Cellular inorganic carbon fluxes in Trichodesmium: a combined approach using measurements and modelling

To predict effects of climate change on phytoplankton, it is crucial to understand how their mechanisms for carbon acquisition respond to environmental conditions. Aiming to shed light on the responses of extra- and intracellular inorganic C (C(i)) fluxes, the cyanobacterium Trichodesmium erythraeum IMS101 was grown with different nitrogen sources (N(2) vs NO(3) (–)) and pCO(2) levels (380 vs 1400 µatm). Cellular C(i) fluxes were assessed by combining membrane inlet mass spectrometry (MIMS), (13)C fractionation measurements, and modelling. Aside from a significant decrease in C(i) affinity at elevated pCO(2) and changes in CO(2) efflux with different N sources, extracellular C(i) fluxes estimated by MIMS were largely unaffected by the treatments. (13)C fractionation during biomass production, however, increased with pCO(2), irrespective of the N source. Strong discrepancies were observed in CO(2) leakage estimates obtained by MIMS and a (13)C-based approach, which further increased under elevated pCO(2).
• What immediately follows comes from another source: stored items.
use std::{fs::File, io::BufReader, path::PathBuf};

use anyhow::{Context, Result};
use clap::Parser;
use edep_truth::{
    comparison::{make_generator_comp, Config, Sample},
    style::Style,
};
use env_logger::Env;
use log::{debug, info};

/// Compare generator predictions from flat event tables
#[derive(Debug, Parser)]
#[clap(about, version)]
struct Opt {
    /// JSON file with the samples and plots
    ///
    /// Without a configuration, the NuMI medium energy samples are compared.
    #[clap(long, short)]
    config: Option<PathBuf>,

    /// Output directory for the comparison tables
    #[clap(long, short, default_value = ".")]
    outdir: PathBuf,

    /// Verbosity level
    ///
    /// Possible values with increasing amount of output are
    /// 'off', 'error', 'warn', 'info', 'debug', 'trace'.
    #[clap(long, short, default_value = "info")]
    loglevel: String,
}

fn main() -> Result<()> {
    let opt = Opt::parse();
    let env = Env::default().filter_or("EDEP_TRUTH_LOG", &opt.loglevel);
    env_logger::init_from_env(env);
    debug!("settings: {opt:#?}");

    let config: Config = match &opt.config {
        Some(path) => {
            let file = File::open(path)
                .with_context(|| format!("Failed to open {path:?}"))?;
            serde_json::from_reader(BufReader::new(file))
                .with_context(|| format!("Failed to parse {path:?}"))?
        }
        None => Config::default(),
    };

    let samples = config
        .samples
        .iter()
        .map(|spec| {
            info!("Reading {} from {:?}", spec.name, spec.path);
            Sample::load(spec).with_context(|| format!("Failed to read {:?}", spec.path))
        })
        .collect::<Result<Vec<_>>>()?;

    std::fs::create_dir_all(&opt.outdir)
        .with_context(|| format!("Failed to create {:?}", opt.outdir))?;
    let style = Style::comparison();
    for plot in &config.plots {
        let comparison = make_generator_comp(plot, &samples)?;
        let out = opt.outdir.join(&plot.output);
        info!("Writing {} comparison to {out:?}", plot.variable);
        comparison
            .write_to(&style, &out)
            .with_context(|| format!("Failed to write {out:?}"))?;
    }
    info!("done");
    Ok(())
}
//! File-based logging initialization

use super::config::{LogConfig, DEFAULT_LOG_LEVEL, LOG_FILE_NAME};
use std::fs;
use tracing_appender::non_blocking::WorkerGuard;
use tracing_subscriber::{fmt, layer::SubscriberExt, util::SubscriberInitExt, EnvFilter, Layer};

/// Initialize the logging system
///
/// Sets up:
/// - Daily log rotation under the configured log directory
/// - Non-blocking file writes
/// - Optional stderr mirror (`STOREFRONT_LOG_STDERR=1`)
/// - Panic hook that logs location and message
///
/// The returned guard flushes pending lines when dropped, so keep it alive
/// for the lifetime of the program. Returns `None` when the log directory
/// cannot be created; the process then runs without file logging.
pub fn init() -> Option<WorkerGuard> {
    init_with(&LogConfig::from_env())
}

pub fn init_with(config: &LogConfig) -> Option<WorkerGuard> {
    if let Err(e) = fs::create_dir_all(&config.log_dir) {
        eprintln!("Warning: Failed to create log directory: {}", e);
        return None;
    }

    let file_appender = tracing_appender::rolling::daily(&config.log_dir, LOG_FILE_NAME);
    let (non_blocking, guard) = tracing_appender::non_blocking(file_appender);

    let env_filter = EnvFilter::try_new(&config.log_level)
        .unwrap_or_else(|_| EnvFilter::new(DEFAULT_LOG_LEVEL));

    let file_layer = fmt::layer()
        .with_writer(non_blocking)
        .with_target(true)
        .with_thread_ids(true)
        .with_file(true)
        .with_line_number(true)
        .with_ansi(false); // No ANSI codes in log files

    let stderr_layer = config.log_to_stderr.then(|| {
        fmt::layer()
            .with_writer(std::io::stderr)
            .with_target(false)
            .compact()
            .boxed()
    });

    let initialized = tracing_subscriber::registry()
        .with(env_filter)
        .with(file_layer)
        .with(stderr_layer)
        .try_init();

    if let Err(e) = initialized {
        eprintln!("Warning: Logging already initialized: {}", e);
        return None;
    }

    tracing::info!(
        log_file = %config.log_file().display(),
        log_level = %config.log_level,
        stderr = config.log_to_stderr,
        "Logging initialized"
    );

    setup_panic_hook();

    Some(guard)
}

/// Set up panic hook to log panics with location and message
fn setup_panic_hook() {
    let default_panic = std::panic::take_hook();
    std::panic::set_hook(Box::new(move |panic_info| {
        let location = panic_info
            .location()
            .map(|l| format!("{}:{}:{}", l.file(), l.line(), l.column()))
            .unwrap_or_else(|| "unknown location".to_string());

        let message = if let Some(s) = panic_info.payload().downcast_ref::<&str>() {
            s.to_string()
        } else if let Some(s) = panic_info.payload().downcast_ref::<String>() {
            s.clone()
        } else {
            "unknown panic message".to_string()
        };

        tracing::error!(
            location = %location,
            message = %message,
            "Application panic"
        );

        default_panic(panic_info);
    }));
}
These offsets could be explained by applying a model that comprises extracellular CO(2) and HCO(3) (–) fluxes as well as internal C(i) cycling around the carboxysome via the CO(2) uptake facilitator NDH-1(4). Assuming unidirectional, kinetic fractionation between CO(2) and HCO(3) (–) in the cytosol or enzymatic fractionation by NDH-1(4), both significantly improved the comparability of leakage estimates. Our results highlight the importance of internal C(i) cycling for (13)C composition as well as cellular energy budgets of Trichodesmium, which ought to be considered in process studies on climate change effects.